### Extracted records
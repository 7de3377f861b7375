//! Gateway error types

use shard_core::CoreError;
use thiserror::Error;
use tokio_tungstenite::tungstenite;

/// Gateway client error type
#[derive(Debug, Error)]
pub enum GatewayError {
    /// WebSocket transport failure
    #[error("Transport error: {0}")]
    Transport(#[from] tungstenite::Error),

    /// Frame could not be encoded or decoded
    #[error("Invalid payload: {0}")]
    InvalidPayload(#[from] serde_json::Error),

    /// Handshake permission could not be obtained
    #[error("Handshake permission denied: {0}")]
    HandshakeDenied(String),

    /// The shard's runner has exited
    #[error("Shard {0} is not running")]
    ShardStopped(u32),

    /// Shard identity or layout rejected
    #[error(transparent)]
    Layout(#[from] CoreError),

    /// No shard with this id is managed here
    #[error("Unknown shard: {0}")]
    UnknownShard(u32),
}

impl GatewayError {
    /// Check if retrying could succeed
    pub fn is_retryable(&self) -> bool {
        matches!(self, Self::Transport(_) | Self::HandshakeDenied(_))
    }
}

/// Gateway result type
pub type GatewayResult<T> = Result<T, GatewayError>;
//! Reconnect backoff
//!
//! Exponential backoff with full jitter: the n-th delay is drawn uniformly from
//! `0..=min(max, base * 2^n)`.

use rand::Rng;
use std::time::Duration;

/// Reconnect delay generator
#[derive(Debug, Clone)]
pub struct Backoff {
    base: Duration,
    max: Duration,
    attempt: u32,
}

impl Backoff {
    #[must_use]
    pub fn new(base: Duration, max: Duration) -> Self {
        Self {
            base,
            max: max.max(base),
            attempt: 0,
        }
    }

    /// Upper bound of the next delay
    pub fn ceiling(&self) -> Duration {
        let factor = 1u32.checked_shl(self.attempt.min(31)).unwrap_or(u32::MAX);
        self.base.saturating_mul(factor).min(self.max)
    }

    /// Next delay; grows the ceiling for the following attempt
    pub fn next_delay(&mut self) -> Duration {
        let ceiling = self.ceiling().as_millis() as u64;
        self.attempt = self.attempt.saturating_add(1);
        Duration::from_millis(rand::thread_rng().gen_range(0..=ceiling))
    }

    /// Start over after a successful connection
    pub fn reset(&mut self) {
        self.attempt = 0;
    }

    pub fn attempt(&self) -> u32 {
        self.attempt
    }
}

...

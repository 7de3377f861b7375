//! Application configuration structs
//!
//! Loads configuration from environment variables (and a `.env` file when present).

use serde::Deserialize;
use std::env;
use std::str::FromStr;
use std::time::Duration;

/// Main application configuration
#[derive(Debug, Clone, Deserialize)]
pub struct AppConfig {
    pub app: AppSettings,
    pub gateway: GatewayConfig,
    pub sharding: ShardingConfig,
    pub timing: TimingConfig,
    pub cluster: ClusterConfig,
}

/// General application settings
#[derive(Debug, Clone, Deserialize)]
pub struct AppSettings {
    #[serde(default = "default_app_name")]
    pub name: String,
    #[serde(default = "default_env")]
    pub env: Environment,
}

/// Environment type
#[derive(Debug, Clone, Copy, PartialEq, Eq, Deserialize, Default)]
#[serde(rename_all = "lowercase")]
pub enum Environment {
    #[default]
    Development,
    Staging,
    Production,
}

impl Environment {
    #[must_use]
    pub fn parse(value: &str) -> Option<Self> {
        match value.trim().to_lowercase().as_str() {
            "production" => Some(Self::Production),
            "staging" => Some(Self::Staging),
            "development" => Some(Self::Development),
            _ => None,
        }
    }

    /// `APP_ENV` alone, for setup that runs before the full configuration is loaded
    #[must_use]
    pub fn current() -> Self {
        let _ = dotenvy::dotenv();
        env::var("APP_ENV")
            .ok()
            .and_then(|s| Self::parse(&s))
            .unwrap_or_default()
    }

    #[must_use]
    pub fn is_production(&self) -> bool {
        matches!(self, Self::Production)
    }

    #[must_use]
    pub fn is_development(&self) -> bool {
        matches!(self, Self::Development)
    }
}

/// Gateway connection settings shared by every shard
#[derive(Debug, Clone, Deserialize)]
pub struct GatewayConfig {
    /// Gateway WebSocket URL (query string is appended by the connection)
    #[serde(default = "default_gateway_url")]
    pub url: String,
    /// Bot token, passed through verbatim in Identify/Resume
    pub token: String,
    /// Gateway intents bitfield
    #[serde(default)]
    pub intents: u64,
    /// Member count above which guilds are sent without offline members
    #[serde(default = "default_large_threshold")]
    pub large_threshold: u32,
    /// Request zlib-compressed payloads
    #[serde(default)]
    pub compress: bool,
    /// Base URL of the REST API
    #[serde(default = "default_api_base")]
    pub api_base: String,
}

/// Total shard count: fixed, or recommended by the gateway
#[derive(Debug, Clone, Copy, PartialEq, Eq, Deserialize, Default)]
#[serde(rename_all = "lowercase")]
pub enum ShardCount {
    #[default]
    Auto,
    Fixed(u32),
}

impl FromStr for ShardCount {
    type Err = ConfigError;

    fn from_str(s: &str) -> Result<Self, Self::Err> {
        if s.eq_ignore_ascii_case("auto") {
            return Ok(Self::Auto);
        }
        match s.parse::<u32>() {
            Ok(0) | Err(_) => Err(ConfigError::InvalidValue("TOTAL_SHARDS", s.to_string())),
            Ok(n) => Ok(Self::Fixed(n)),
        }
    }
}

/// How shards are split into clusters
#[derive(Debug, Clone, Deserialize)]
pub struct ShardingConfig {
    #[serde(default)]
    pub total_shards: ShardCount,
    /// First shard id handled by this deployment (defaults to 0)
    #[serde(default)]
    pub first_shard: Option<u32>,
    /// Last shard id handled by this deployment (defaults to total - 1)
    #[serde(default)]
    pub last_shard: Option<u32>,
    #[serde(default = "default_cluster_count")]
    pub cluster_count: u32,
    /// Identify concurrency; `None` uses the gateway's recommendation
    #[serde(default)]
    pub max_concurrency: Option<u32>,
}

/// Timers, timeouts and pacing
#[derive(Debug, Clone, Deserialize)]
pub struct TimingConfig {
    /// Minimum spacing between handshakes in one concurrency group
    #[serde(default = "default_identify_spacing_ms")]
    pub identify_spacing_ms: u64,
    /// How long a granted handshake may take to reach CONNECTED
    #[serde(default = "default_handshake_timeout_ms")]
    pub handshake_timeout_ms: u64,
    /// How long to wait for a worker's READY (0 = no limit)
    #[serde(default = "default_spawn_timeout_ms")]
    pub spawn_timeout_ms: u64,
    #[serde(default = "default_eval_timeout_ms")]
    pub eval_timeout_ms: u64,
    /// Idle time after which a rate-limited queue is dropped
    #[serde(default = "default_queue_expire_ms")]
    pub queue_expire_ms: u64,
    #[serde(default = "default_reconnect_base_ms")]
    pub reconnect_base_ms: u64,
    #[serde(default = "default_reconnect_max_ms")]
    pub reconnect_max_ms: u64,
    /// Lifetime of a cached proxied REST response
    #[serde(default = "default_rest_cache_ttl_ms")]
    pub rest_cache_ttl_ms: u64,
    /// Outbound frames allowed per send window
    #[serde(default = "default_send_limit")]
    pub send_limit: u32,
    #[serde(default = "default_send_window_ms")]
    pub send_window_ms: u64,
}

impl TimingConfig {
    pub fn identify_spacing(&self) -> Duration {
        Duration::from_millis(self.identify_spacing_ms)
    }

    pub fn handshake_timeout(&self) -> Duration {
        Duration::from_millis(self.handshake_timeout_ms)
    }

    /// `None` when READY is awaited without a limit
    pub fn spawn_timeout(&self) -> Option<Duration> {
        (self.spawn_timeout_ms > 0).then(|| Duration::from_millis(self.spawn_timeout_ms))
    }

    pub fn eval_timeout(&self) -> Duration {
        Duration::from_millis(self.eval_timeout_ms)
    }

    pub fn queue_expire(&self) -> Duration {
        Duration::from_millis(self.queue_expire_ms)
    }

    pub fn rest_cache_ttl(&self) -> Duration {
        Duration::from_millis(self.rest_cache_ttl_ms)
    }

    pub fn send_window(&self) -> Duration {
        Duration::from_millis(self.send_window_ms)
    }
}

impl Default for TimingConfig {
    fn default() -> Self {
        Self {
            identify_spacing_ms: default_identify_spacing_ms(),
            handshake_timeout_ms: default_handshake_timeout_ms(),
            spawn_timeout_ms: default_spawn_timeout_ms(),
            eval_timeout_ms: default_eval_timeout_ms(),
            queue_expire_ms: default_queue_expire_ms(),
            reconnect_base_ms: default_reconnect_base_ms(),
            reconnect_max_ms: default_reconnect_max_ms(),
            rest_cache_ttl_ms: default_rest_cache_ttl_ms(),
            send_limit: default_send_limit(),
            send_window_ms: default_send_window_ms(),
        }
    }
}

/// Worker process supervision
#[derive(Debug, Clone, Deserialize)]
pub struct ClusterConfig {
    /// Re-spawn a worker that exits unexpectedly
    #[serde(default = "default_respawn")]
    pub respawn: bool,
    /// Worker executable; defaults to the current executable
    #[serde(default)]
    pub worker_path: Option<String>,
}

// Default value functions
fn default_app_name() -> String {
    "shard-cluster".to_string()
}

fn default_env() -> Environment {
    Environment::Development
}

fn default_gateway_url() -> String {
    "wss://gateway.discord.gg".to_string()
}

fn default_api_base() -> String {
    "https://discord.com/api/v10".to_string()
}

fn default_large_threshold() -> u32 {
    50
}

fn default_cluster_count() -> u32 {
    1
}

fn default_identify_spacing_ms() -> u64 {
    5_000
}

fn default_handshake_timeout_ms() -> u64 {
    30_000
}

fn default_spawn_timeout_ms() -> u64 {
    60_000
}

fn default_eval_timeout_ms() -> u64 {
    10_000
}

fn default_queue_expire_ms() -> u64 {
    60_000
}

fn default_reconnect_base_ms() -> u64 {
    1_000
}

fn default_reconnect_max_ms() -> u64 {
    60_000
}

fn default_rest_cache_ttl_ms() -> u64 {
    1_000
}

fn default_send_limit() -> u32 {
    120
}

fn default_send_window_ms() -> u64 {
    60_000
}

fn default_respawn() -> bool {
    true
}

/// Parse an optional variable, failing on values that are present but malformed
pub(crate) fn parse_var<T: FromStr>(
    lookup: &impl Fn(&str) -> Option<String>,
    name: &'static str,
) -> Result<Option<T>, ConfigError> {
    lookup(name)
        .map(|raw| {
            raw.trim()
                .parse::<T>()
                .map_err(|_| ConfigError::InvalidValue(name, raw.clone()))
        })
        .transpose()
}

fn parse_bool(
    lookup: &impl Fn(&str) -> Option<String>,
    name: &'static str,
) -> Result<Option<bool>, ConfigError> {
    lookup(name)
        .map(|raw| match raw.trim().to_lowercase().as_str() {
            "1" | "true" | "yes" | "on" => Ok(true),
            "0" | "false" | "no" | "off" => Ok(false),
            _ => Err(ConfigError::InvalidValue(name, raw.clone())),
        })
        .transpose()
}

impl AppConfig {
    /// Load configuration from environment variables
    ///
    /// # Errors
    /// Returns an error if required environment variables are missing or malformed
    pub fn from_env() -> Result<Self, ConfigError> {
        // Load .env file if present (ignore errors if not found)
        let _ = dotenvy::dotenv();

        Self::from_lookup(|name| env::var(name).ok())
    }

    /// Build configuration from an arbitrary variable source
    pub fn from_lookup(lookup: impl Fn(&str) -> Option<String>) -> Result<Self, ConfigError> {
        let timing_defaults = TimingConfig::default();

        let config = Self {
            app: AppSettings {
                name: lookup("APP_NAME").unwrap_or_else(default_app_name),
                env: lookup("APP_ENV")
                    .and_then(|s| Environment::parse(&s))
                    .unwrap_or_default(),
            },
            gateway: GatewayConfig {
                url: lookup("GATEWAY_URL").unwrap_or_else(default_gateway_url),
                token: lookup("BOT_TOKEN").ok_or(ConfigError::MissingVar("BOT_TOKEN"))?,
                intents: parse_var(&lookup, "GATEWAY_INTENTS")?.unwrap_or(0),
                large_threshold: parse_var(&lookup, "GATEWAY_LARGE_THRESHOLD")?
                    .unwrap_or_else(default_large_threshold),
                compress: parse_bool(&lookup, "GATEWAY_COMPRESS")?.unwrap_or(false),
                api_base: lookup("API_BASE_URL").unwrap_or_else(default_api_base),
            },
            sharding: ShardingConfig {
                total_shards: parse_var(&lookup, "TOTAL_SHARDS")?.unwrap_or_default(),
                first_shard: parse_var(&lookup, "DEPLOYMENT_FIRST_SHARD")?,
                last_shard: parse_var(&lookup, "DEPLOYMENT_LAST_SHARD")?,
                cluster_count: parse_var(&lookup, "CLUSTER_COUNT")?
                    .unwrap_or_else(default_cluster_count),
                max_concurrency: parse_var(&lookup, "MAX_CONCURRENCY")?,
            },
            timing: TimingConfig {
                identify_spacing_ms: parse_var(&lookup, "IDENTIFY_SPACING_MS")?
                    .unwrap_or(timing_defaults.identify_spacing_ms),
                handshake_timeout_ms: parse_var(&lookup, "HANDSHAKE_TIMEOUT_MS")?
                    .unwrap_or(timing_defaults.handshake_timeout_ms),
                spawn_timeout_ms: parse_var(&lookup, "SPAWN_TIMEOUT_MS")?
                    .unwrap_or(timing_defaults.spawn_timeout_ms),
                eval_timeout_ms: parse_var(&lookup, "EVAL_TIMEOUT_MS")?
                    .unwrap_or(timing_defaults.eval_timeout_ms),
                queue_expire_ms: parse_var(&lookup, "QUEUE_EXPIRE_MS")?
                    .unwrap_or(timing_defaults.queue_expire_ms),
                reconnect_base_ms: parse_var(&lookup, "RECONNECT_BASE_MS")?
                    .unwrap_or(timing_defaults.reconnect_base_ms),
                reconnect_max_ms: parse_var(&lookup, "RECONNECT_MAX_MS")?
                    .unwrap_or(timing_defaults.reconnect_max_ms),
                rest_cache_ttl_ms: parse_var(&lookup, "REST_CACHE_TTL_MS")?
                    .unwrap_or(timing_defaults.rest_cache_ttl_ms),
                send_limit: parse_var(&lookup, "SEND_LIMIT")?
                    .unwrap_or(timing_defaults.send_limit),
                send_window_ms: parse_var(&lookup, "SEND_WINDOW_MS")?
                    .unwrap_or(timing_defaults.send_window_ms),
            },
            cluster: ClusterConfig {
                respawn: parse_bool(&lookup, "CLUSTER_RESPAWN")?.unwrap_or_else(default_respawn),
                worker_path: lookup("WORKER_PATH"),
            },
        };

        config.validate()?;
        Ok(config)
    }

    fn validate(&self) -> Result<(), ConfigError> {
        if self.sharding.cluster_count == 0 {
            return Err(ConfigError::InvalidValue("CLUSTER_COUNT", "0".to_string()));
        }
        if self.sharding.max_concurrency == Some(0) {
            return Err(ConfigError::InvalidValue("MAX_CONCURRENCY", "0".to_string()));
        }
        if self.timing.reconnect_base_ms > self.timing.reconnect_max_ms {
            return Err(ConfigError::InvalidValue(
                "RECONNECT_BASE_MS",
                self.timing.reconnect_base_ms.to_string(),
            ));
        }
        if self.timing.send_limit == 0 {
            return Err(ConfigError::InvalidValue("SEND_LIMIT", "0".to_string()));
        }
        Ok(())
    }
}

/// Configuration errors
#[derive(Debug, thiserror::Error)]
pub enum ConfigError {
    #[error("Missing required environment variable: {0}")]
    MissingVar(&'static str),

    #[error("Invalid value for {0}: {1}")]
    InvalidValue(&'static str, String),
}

### Work task
Set down, from the entries above, exactly the lines from the one with "Self::from_lookup(|name| env::var(name).ok())" up to and including the one with "let config = Self", and no other lines.

### The answer
        Self::from_lookup(|name| env::var(name).ok())
    }

    /// Build configuration from an arbitrary variable source
    pub fn from_lookup(lookup: impl Fn(&str) -> Option<String>) -> Result<Self, ConfigError> {
        let timing_defaults = TimingConfig::default();

        let config = Self {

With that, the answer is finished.